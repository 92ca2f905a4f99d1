use inventory_core::db::migrations::latest_version;
use inventory_core::db::open_db_in_memory;
use inventory_core::{
    CreateFruit, CreateFruitDto, DeleteFruit, GetFruit, GetFruits, InventoryDatasource,
    InventoryError, InventoryRepositoryImpl, SqliteInventoryDatasource, UpdateFruit,
    UpdateFruitDto,
};
use rusqlite::Connection;
use serde_json::json;
use std::sync::Arc;

fn datasource() -> SqliteInventoryDatasource {
    SqliteInventoryDatasource::try_new(open_db_in_memory().unwrap()).unwrap()
}

fn create_dto(name: &str, quantity: i64) -> CreateFruitDto {
    CreateFruitDto::create(&json!({"name": name, "quantity": quantity})).unwrap()
}

fn update_dto(id: i64, body: serde_json::Value) -> UpdateFruitDto {
    let mut props = body;
    props["id"] = json!(id);
    UpdateFruitDto::create(&props).unwrap()
}

#[test]
fn create_and_get_roundtrip() {
    let ds = datasource();

    let created = ds.create(&create_dto("Apple", 100)).unwrap();
    assert!(created.id > 0);
    assert_eq!(created.name, "Apple");
    assert_eq!(created.quantity, 100);

    let loaded = ds.find_by_id(created.id).unwrap();
    assert_eq!(loaded, created);
}

#[test]
fn create_assigns_distinct_ids_and_timestamps() {
    let ds = datasource();

    let first = ds.create(&create_dto("Apple", 1)).unwrap();
    let second = ds.create(&create_dto("Banana", 2)).unwrap();
    assert_ne!(first.id, second.id);
    assert!(second.created_at >= first.created_at);
}

#[test]
fn get_all_lists_in_id_order() {
    let ds = datasource();
    assert!(ds.get_all().unwrap().is_empty());

    let a = ds.create(&create_dto("Apple", 1)).unwrap();
    let b = ds.create(&create_dto("Banana", 2)).unwrap();
    let c = ds.create(&create_dto("Cherry", 3)).unwrap();

    let ids: Vec<i64> = ds.get_all().unwrap().into_iter().map(|f| f.id).collect();
    assert_eq!(ids, vec![a.id, b.id, c.id]);
}

#[test]
fn find_missing_returns_not_found() {
    let ds = datasource();
    let err = ds.find_by_id(999).unwrap_err();
    assert!(matches!(err, InventoryError::NotFound(999)));
}

#[test]
fn update_quantity_only_keeps_name() {
    let ds = datasource();
    let created = ds.create(&create_dto("Apple", 100)).unwrap();

    let updated = ds
        .update_by_id(created.id, &update_dto(created.id, json!({"quantity": 5})))
        .unwrap();
    assert_eq!(updated.name, "Apple");
    assert_eq!(updated.quantity, 5);
    assert_eq!(updated.created_at, created.created_at);
}

#[test]
fn update_to_zero_quantity_is_applied() {
    let ds = datasource();
    let created = ds.create(&create_dto("Apple", 100)).unwrap();

    let updated = ds
        .update_by_id(created.id, &update_dto(created.id, json!({"quantity": 0})))
        .unwrap();
    assert_eq!(updated.quantity, 0);
    assert_eq!(ds.find_by_id(created.id).unwrap().quantity, 0);
}

#[test]
fn update_name_only_keeps_quantity() {
    let ds = datasource();
    let created = ds.create(&create_dto("Aple", 7)).unwrap();

    let updated = ds
        .update_by_id(created.id, &update_dto(created.id, json!({"name": "Apple"})))
        .unwrap();
    assert_eq!(updated.name, "Apple");
    assert_eq!(updated.quantity, 7);
}

#[test]
fn update_without_recognized_fields_leaves_record_unchanged() {
    let ds = datasource();
    let created = ds.create(&create_dto("Apple", 100)).unwrap();

    let updated = ds
        .update_by_id(created.id, &update_dto(created.id, json!({"color": "red"})))
        .unwrap();
    assert_eq!(updated, created);
}

#[test]
fn update_missing_returns_not_found() {
    let ds = datasource();

    let err = ds
        .update_by_id(42, &update_dto(42, json!({"quantity": 1})))
        .unwrap_err();
    assert!(matches!(err, InventoryError::NotFound(42)));

    let empty_patch_err = ds.update_by_id(42, &update_dto(42, json!({}))).unwrap_err();
    assert!(matches!(empty_patch_err, InventoryError::NotFound(42)));
}

#[test]
fn delete_returns_removed_record_and_then_not_found() {
    let ds = datasource();
    let created = ds.create(&create_dto("Apple", 100)).unwrap();

    let removed = ds.delete_by_id(created.id).unwrap();
    assert_eq!(removed, created);

    assert!(matches!(
        ds.find_by_id(created.id).unwrap_err(),
        InventoryError::NotFound(_)
    ));
    assert!(matches!(
        ds.delete_by_id(created.id).unwrap_err(),
        InventoryError::NotFound(_)
    ));
}

#[test]
fn malformed_persisted_row_is_rejected() {
    let conn = open_db_in_memory().unwrap();
    conn.execute(
        "INSERT INTO fruits (id, name, quantity, created_at) VALUES (3, 'Plum', 4, 'garbage');",
        [],
    )
    .unwrap();
    let ds = SqliteInventoryDatasource::try_new(conn).unwrap();

    assert!(matches!(
        ds.find_by_id(3).unwrap_err(),
        InventoryError::InvalidData(_)
    ));
    assert!(matches!(
        ds.get_all().unwrap_err(),
        InventoryError::InvalidData(_)
    ));
}

#[test]
fn use_cases_delegate_through_repository() {
    let repository = Arc::new(InventoryRepositoryImpl::new(datasource()));

    let created = CreateFruit::new(repository.clone())
        .execute(&create_dto("Mango", 12))
        .unwrap();
    let fetched = GetFruit::new(repository.clone()).execute(created.id).unwrap();
    assert_eq!(fetched, created);

    let updated = UpdateFruit::new(repository.clone())
        .execute(created.id, &update_dto(created.id, json!({"quantity": 3})))
        .unwrap();
    assert_eq!(updated.quantity, 3);

    let listed = GetFruits::new(repository.clone()).execute().unwrap();
    assert_eq!(listed, vec![updated.clone()]);

    let removed = DeleteFruit::new(repository.clone()).execute(created.id).unwrap();
    assert_eq!(removed, updated);
    assert!(GetFruit::new(repository)
        .execute(created.id)
        .unwrap_err()
        .is_not_found());
}

#[test]
fn datasource_rejects_uninitialized_connection() {
    let conn = Connection::open_in_memory().unwrap();

    match SqliteInventoryDatasource::try_new(conn) {
        Err(InventoryError::UninitializedConnection {
            expected_version,
            actual_version: 0,
        }) => assert_eq!(expected_version, latest_version()),
        Err(other) => panic!("unexpected error: {other}"),
        Ok(_) => panic!("expected uninitialized connection error"),
    }
}

#[test]
fn datasource_rejects_connection_without_fruits_table() {
    let conn = Connection::open_in_memory().unwrap();
    conn.execute_batch(&format!("PRAGMA user_version = {};", latest_version()))
        .unwrap();

    assert!(matches!(
        SqliteInventoryDatasource::try_new(conn),
        Err(InventoryError::MissingRequiredTable("fruits"))
    ));
}

#[test]
fn datasource_rejects_fruits_table_missing_column() {
    let conn = Connection::open_in_memory().unwrap();
    conn.execute_batch(
        "CREATE TABLE fruits (
            id INTEGER PRIMARY KEY AUTOINCREMENT,
            name TEXT NOT NULL,
            quantity INTEGER NOT NULL
        );",
    )
    .unwrap();
    conn.execute_batch(&format!("PRAGMA user_version = {};", latest_version()))
        .unwrap();

    assert!(matches!(
        SqliteInventoryDatasource::try_new(conn),
        Err(InventoryError::MissingRequiredColumn {
            table: "fruits",
            column: "created_at"
        })
    ));
}

#[test]
fn schema_rejects_negative_quantity_written_directly() {
    let conn = open_db_in_memory().unwrap();
    let result = conn.execute(
        "INSERT INTO fruits (name, quantity) VALUES ('Lime', -1);",
        [],
    );
    assert!(result.is_err());
}
use crate::datasource::InventoryResult;
use crate::dto::UpdateFruitDto;
use crate::model::fruit::{Fruit, FruitId};
use crate::repo::inventory_repo::InventoryRepository;

/// Applies a partial update to one fruit.
pub struct UpdateFruit<R: InventoryRepository> {
    repository: R,
}

impl<R: InventoryRepository> UpdateFruit<R> {
    pub fn new(repository: R) -> Self {
        Self { repository }
    }

    /// Only fields present in `dto` change; an empty patch returns the
    /// current record.
    pub fn execute(&self, id: FruitId, dto: &UpdateFruitDto) -> InventoryResult<Fruit> {
        self.repository.update_by_id(id, dto)
    }
}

──────────

- **PROBLEM TO WORK ON**
Every line in the entries above that has the word "CreateFruitDto" should be identified and copied.

- **ANSWER TO THE PROBLEM**
    CreateFruit, CreateFruitDto, DeleteFruit, GetFruit, GetFruits, InventoryDatasource,
fn create_dto(name: &str, quantity: i64) -> CreateFruitDto {
    CreateFruitDto::create(&json!({"name": name, "quantity": quantity})).unwrap()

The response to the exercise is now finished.